Nanoscale Mapping of Wavelength-Selective Photovoltaic Responses in H- and J-Aggregates of Azo Dye-based Solar Cell Films

In the present study, nanoscale wavelength-selective photovoltaic activities in H- and J-aggregates of azo dye-based solar cell films were mapped by wavelength-dependent photoconductive noise microscopy. In this strategy, the local conductivities and charge traps in dye films were mapped by a conducting probe scanning the surface while illuminating the lights with selected wavelengths. We observed the formation of localized domains exhibiting wavelength-dependent photoconductivities. The individual domains could be identified as H- and J-aggregates, which showed dominant photoexcitations at wavelengths of 600 and 450 nm, respectively. Notably, the short-circuit currents Isc and photoconductivities ΔσPC of the film showed power-law dependencies with trap densities under illuminated conditions (NT_L) and the trap density change by the illumination (ΔNT), respectively, like ΔσPC ∝ |ΔNT|1/2 and Isc ∝ NT_L−3/4 for each wavelength illumination.
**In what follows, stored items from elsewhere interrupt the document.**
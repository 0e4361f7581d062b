//! Admin aggregates - a read-only fold over the order set
//!
//! Grouping and averaging only. Revenue counts DONE orders; rating averages
//! exclude unrated orders rather than treating them as zero. Views are
//! eventually consistent with in-flight transitions.

use std::collections::BTreeMap;

use rust_decimal::{Decimal, RoundingStrategy};
use serde::Serialize;
use utoipa::ToSchema;

use crate::models::{Order, OrderStatus};
use crate::service::OrderLifecycleService;

/// Campus-wide dashboard numbers.
#[derive(Debug, Clone, Serialize, ToSchema)]
#[serde(rename_all = "camelCase")]
pub struct AdminStats {
    pub total_orders: u64,
    pub completed_orders: u64,
    pub pending_orders: u64,
    #[schema(value_type = String)]
    pub total_revenue: Decimal,
    pub hostel_stats: Vec<HostelStats>,
    pub personnel_stats: Vec<PersonnelStats>,
}

/// Per-hostel rollup: order count over all orders, revenue over DONE only.
#[derive(Debug, Clone, PartialEq, Eq, Serialize, ToSchema)]
#[serde(rename_all = "camelCase")]
pub struct HostelStats {
    pub hostel_name: String,
    pub order_count: u64,
    #[schema(value_type = String)]
    pub revenue: Decimal,
}

/// Per-personnel rollup over DONE orders. `average_rating` is `None` until
/// at least one of their completed orders has been rated.
#[derive(Debug, Clone, PartialEq, Eq, Serialize, ToSchema)]
#[serde(rename_all = "camelCase")]
pub struct PersonnelStats {
    pub name: String,
    pub orders_completed: u64,
    #[schema(value_type = String)]
    pub earnings: Decimal,
    #[serde(skip_serializing_if = "Option::is_none")]
    #[schema(value_type = Option<String>)]
    pub average_rating: Option<Decimal>,
}

/// Compute the full admin dashboard from a point-in-time order snapshot.
pub fn aggregate_stats(service: &OrderLifecycleService) -> AdminStats {
    let orders = service.snapshot();

    let total_orders = orders.len() as u64;
    let completed_orders = count_status(&orders, OrderStatus::Done);
    let pending_orders = count_status(&orders, OrderStatus::Pending);
    let total_revenue = orders
        .iter()
        .filter(|o| o.status == OrderStatus::Done)
        .map(|o| o.total_price)
        .sum();

    AdminStats {
        total_orders,
        completed_orders,
        pending_orders,
        total_revenue,
        hostel_stats: hostel_rollup(service, &orders),
        personnel_stats: personnel_rollup(service, &orders),
    }
}

fn count_status(orders: &[Order], status: OrderStatus) -> u64 {
    orders.iter().filter(|o| o.status == status).count() as u64
}

fn hostel_rollup(service: &OrderLifecycleService, orders: &[Order]) -> Vec<HostelStats> {
    let mut by_hostel: BTreeMap<String, (u64, Decimal)> = BTreeMap::new();
    for order in orders {
        let Some(student) = service.directory().student(order.student_id) else {
            continue;
        };
        let entry = by_hostel.entry(student.hostel).or_default();
        entry.0 += 1;
        if order.status == OrderStatus::Done {
            entry.1 += order.total_price;
        }
    }
    by_hostel
        .into_iter()
        .map(|(hostel_name, (order_count, revenue))| HostelStats {
            hostel_name,
            order_count,
            revenue,
        })
        .collect()
}

fn personnel_rollup(service: &OrderLifecycleService, orders: &[Order]) -> Vec<PersonnelStats> {
    // (done count, earnings, rating sum, rating count) keyed by personnel id
    let mut by_personnel: BTreeMap<u64, (u64, Decimal, u32, u32)> = BTreeMap::new();
    for order in orders {
        if order.status != OrderStatus::Done {
            continue;
        }
        let Some(personnel_id) = order.personnel_id else {
            continue;
        };
        let entry = by_personnel.entry(personnel_id).or_default();
        entry.0 += 1;
        entry.1 += order.total_price;
        if let Some(stars) = order.student_rating {
            entry.2 += u32::from(stars);
            entry.3 += 1;
        }
    }
    by_personnel
        .into_iter()
        .filter_map(|(id, (done, earnings, rating_sum, rating_count))| {
            let personnel = service.directory().personnel(id)?;
            let average_rating = (rating_count > 0).then(|| {
                (Decimal::from(rating_sum) / Decimal::from(rating_count))
                    .round_dp_with_strategy(2, RoundingStrategy::MidpointAwayFromZero)
            });
            Some(PersonnelStats {
                name: personnel.full_name,
                orders_completed: done,
                earnings,
                average_rating,
            })
        })
        .collect()
}

#[cfg(test)]
mod tests {
    use super::*;
    use crate::catalog::Catalog;
    use crate::directory::Directory;
    use crate::models::ServiceType;
    use crate::service::{DraftItem, OrderDraft};
    use rust_decimal_macros::dec;
    use std::sync::Arc;

    fn draft(student_id: u64, personnel_id: u64) -> OrderDraft {
        OrderDraft {
            student_id,
            personnel_id,
            items: vec![DraftItem {
                item_type: "Pants".to_string(),
                quantity: 5,
            }],
            service_type: ServiceType::Normal,
            urgency_days: 3,
            pickup_location: "Main gate".to_string(),
            photo_url: None,
        }
    }

    fn complete(service: &OrderLifecycleService, order_id: u64, personnel_id: u64) {
        service.accept(order_id, personnel_id).unwrap();
        for status in [
            OrderStatus::PendingCollection,
            OrderStatus::Washing,
            OrderStatus::Ironing,
            OrderStatus::Done,
        ] {
            service.advance_status(order_id, status).unwrap();
        }
    }

    #[test]
    fn empty_service_has_zero_stats() {
        let service =
            OrderLifecycleService::new(Arc::new(Directory::with_seed_data()), Catalog::default());
        let stats = aggregate_stats(&service);
        assert_eq!(stats.total_orders, 0);
        assert_eq!(stats.total_revenue, dec!(0));
        assert!(stats.hostel_stats.is_empty());
        assert!(stats.personnel_stats.is_empty());
    }

    #[test]
    fn revenue_counts_done_orders_only() {
        let directory = Arc::new(Directory::with_seed_data());
        let s1 = directory.add_student("Asha Verma", "Hostel A", "101", "9000000001");
        let s2 = directory.add_student("Vikram Rao", "Hostel B", "202", "9000000002");
        let service = OrderLifecycleService::new(directory, Catalog::default());

        // One completed (100.00), one still pending, one rejected
        let done = service.create(draft(s1.id, 1)).unwrap();
        complete(&service, done.id, 1);
        service.create(draft(s1.id, 1)).unwrap();
        let rejected = service.create(draft(s2.id, 2)).unwrap();
        service.reject(rejected.id, "overloaded").unwrap();

        let stats = aggregate_stats(&service);
        assert_eq!(stats.total_orders, 3);
        assert_eq!(stats.completed_orders, 1);
        assert_eq!(stats.pending_orders, 1);
        assert_eq!(stats.total_revenue, dec!(100.00));

        // Hostel A: 2 orders, 100 revenue. Hostel B: 1 order, 0 revenue.
        assert_eq!(
            stats.hostel_stats,
            vec![
                HostelStats {
                    hostel_name: "Hostel A".to_string(),
                    order_count: 2,
                    revenue: dec!(100.00),
                },
                HostelStats {
                    hostel_name: "Hostel B".to_string(),
                    order_count: 1,
                    revenue: dec!(0),
                },
            ]
        );
    }

    #[test]
    fn unrated_orders_are_excluded_from_averages() {
        let directory = Arc::new(Directory::with_seed_data());
        let student = directory.add_student("Asha Verma", "Hostel A", "101", "9000000001");
        let service = OrderLifecycleService::new(directory, Catalog::default());

        let a = service.create(draft(student.id, 1)).unwrap();
        let b = service.create(draft(student.id, 1)).unwrap();
        complete(&service, a.id, 1);
        complete(&service, b.id, 1);
        service.rate(a.id, student.id, 4).unwrap();
        // b stays unrated

        let stats = aggregate_stats(&service);
        let p = &stats.personnel_stats[0];
        assert_eq!(p.orders_completed, 2);
        assert_eq!(p.earnings, dec!(200.00));
        // Average over the one rated order, not (4 + 0) / 2
        assert_eq!(p.average_rating, Some(dec!(4)));
    }

    #[test]
    fn personnel_with_no_rated_orders_has_no_average() {
        let directory = Arc::new(Directory::with_seed_data());
        let student = directory.add_student("Asha Verma", "Hostel A", "101", "9000000001");
        let service = OrderLifecycleService::new(directory, Catalog::default());

        let a = service.create(draft(student.id, 2)).unwrap();
        complete(&service, a.id, 2);

        let stats = aggregate_stats(&service);
        assert_eq!(stats.personnel_stats[0].average_rating, None);
    }
}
These results revealed the carrier recombination process in cooperation with the traps which could be a major factor determining the performance of solar cells. Significantly, the J-aggregates showed lower trap densities than those of the H-aggregates, resulting in superior solar cell characteristics of the J-aggregates, such as a higher Isc and larger open circuit voltages. Since our method allows mapping the nanoscale photovoltaic activities of solar cell film aggregates, it can be a powerful tool for both basic research and in the application of photoelectronic devices.